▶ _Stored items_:
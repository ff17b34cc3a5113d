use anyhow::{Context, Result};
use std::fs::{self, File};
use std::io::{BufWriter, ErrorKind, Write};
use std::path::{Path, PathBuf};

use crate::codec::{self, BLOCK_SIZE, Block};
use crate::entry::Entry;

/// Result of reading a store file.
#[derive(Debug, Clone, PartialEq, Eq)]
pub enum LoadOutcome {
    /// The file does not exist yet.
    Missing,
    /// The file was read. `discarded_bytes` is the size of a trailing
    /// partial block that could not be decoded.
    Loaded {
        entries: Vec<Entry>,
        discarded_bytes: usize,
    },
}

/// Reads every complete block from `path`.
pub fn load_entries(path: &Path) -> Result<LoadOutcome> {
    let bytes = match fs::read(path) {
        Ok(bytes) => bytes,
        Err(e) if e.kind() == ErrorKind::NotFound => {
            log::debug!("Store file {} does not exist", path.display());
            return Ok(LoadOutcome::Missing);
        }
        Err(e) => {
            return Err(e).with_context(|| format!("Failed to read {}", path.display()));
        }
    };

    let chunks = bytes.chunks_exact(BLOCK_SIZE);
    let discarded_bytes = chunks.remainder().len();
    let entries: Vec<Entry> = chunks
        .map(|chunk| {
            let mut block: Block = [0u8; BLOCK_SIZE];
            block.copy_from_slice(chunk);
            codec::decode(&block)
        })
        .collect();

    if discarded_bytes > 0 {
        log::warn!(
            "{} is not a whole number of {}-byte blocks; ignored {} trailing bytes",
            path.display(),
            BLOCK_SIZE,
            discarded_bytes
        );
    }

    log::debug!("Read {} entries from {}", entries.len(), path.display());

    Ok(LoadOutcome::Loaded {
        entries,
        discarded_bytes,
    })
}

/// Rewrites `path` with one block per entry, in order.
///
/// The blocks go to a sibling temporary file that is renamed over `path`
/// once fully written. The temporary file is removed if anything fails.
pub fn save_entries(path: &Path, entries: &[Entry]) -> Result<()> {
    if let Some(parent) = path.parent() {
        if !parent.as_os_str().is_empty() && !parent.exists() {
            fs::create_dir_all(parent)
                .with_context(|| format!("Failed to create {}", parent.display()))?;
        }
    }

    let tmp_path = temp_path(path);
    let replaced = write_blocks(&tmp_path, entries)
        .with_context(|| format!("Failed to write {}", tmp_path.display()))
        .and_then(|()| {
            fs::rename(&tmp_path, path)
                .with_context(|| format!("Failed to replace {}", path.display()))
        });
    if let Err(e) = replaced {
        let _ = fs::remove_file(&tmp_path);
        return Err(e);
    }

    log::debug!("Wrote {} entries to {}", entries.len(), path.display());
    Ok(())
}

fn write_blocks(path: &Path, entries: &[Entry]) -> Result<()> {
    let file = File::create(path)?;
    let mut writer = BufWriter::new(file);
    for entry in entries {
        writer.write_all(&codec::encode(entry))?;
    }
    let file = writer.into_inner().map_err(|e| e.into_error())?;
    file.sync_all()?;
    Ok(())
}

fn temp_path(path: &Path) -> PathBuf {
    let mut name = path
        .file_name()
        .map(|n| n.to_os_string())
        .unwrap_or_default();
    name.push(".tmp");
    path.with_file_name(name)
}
--
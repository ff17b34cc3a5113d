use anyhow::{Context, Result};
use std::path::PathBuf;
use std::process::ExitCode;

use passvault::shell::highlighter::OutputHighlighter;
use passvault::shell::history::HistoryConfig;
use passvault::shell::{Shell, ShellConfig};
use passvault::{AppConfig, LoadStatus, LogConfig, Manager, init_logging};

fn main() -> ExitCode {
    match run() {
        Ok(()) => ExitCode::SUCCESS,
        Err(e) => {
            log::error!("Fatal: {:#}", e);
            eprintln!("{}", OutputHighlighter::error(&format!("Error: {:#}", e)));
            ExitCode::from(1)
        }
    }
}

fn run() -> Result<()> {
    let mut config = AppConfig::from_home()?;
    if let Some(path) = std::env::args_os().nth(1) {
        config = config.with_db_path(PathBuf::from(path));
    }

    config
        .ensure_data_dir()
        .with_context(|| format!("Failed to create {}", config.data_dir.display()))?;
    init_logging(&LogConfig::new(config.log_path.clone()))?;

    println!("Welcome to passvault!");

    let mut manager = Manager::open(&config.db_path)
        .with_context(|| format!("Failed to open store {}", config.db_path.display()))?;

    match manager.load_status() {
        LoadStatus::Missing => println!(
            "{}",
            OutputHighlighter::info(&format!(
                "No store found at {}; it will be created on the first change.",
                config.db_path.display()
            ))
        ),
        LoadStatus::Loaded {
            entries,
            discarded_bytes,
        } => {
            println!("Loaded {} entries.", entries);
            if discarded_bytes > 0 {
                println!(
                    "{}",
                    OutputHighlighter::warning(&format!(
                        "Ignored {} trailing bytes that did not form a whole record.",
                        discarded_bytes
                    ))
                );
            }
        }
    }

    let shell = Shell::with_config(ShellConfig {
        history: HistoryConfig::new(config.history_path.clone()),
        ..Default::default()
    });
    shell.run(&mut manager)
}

▶ _Brief_: Count every line of the data above where "passvault" appears, and give the total only.

▶ _Expected answer_: 5